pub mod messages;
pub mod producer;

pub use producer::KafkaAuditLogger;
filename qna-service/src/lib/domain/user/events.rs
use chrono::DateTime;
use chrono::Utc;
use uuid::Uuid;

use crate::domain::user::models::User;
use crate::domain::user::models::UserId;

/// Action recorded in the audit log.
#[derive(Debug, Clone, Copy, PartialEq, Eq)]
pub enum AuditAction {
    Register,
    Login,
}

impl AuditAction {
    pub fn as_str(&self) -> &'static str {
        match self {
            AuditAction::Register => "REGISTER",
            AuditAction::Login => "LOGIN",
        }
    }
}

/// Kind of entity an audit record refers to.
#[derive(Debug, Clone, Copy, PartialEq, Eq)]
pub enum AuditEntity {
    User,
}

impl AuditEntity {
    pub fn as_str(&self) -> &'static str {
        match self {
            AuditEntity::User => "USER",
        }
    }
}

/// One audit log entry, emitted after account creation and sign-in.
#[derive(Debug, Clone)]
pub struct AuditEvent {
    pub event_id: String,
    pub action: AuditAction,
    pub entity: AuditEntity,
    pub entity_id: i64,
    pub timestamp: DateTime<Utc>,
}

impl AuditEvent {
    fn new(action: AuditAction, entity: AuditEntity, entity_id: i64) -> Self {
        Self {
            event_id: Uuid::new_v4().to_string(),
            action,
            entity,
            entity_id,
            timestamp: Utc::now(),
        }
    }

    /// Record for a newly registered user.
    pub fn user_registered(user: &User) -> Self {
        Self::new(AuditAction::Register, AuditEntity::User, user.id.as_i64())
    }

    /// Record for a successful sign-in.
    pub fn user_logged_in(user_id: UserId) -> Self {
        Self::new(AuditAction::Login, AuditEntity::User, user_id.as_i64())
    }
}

--

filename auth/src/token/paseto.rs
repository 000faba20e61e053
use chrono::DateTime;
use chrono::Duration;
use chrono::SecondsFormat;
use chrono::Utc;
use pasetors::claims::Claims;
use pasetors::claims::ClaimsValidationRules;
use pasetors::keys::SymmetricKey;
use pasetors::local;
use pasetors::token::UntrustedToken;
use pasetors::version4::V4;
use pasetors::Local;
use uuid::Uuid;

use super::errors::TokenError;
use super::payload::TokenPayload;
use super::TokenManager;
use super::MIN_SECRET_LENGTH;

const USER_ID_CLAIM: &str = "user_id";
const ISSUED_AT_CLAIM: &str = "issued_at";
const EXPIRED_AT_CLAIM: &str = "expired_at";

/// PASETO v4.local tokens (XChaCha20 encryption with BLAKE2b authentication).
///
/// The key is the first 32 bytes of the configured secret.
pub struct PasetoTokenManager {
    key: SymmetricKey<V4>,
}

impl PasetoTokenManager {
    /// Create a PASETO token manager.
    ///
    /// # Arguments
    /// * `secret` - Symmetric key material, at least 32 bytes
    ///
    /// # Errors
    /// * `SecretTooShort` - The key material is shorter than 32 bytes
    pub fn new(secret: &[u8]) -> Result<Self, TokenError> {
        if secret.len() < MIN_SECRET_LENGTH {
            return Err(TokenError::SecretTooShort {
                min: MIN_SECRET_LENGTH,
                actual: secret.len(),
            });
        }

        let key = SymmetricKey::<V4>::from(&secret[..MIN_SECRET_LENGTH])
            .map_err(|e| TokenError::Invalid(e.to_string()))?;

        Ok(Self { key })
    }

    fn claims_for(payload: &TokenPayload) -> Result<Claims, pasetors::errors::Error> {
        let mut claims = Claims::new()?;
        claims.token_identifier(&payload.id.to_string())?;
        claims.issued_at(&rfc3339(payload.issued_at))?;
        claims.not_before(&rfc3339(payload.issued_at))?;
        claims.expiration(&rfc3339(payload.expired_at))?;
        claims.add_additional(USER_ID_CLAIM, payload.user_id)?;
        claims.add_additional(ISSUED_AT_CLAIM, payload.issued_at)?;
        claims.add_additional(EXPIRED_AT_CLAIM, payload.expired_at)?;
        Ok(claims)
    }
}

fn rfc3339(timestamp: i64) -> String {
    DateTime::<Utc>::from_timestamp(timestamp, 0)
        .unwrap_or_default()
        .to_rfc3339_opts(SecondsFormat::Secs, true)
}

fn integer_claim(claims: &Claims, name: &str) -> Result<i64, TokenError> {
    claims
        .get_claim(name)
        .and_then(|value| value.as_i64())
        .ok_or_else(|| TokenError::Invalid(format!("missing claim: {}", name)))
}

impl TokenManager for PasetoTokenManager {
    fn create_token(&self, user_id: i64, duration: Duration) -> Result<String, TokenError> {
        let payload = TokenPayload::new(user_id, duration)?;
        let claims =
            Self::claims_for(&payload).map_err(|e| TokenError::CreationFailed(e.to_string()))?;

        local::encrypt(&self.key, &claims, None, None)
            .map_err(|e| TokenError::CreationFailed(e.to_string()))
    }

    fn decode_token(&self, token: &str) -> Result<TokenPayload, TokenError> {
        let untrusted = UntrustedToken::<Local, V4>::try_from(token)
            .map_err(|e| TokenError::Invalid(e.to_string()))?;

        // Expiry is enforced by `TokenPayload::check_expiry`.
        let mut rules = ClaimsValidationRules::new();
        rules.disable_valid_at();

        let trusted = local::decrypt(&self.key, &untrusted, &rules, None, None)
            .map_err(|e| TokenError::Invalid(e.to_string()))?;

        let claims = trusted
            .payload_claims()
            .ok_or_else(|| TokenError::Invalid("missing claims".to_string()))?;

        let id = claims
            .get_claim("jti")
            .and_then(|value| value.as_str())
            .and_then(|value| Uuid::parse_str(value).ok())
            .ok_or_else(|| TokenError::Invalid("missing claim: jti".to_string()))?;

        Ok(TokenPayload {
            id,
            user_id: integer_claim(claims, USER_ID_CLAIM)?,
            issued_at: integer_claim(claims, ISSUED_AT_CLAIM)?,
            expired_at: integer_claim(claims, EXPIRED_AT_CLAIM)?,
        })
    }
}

...

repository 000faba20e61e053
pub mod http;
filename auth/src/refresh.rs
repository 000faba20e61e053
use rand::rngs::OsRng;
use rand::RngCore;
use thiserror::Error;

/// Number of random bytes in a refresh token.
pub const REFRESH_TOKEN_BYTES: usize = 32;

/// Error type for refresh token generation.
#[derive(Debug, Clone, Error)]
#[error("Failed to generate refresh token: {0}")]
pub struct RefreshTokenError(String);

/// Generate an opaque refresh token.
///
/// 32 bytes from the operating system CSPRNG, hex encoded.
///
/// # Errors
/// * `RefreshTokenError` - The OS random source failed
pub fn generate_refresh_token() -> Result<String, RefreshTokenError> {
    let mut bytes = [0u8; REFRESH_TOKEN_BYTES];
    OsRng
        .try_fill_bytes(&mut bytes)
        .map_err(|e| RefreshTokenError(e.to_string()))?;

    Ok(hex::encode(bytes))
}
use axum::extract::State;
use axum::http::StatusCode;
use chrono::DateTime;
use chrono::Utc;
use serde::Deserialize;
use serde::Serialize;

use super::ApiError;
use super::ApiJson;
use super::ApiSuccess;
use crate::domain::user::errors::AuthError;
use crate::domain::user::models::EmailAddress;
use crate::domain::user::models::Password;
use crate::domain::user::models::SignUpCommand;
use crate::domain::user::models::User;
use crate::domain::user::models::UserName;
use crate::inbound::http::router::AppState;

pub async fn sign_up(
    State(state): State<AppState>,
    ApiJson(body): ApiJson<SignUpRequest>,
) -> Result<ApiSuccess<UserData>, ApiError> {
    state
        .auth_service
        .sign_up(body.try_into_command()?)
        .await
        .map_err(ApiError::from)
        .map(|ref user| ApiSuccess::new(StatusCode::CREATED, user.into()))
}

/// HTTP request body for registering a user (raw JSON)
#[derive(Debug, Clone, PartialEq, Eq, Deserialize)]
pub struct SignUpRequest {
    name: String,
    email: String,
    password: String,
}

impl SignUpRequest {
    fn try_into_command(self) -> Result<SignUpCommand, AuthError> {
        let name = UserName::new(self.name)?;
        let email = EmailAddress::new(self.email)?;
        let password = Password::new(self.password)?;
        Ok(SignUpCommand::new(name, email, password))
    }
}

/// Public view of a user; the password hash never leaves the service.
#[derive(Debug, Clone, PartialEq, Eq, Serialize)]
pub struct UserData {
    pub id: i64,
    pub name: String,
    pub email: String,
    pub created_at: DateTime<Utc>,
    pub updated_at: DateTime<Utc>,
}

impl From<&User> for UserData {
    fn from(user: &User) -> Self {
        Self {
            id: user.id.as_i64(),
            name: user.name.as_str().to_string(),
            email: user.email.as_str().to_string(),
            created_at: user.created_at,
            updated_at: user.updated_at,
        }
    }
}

Task prompt
Each line above that holds the string "SymmetricKey" should be copied and shown.

The completed task
use pasetors::keys::SymmetricKey;
    key: SymmetricKey<V4>,
        let key = SymmetricKey::<V4>::from(&secret[..MIN_SECRET_LENGTH])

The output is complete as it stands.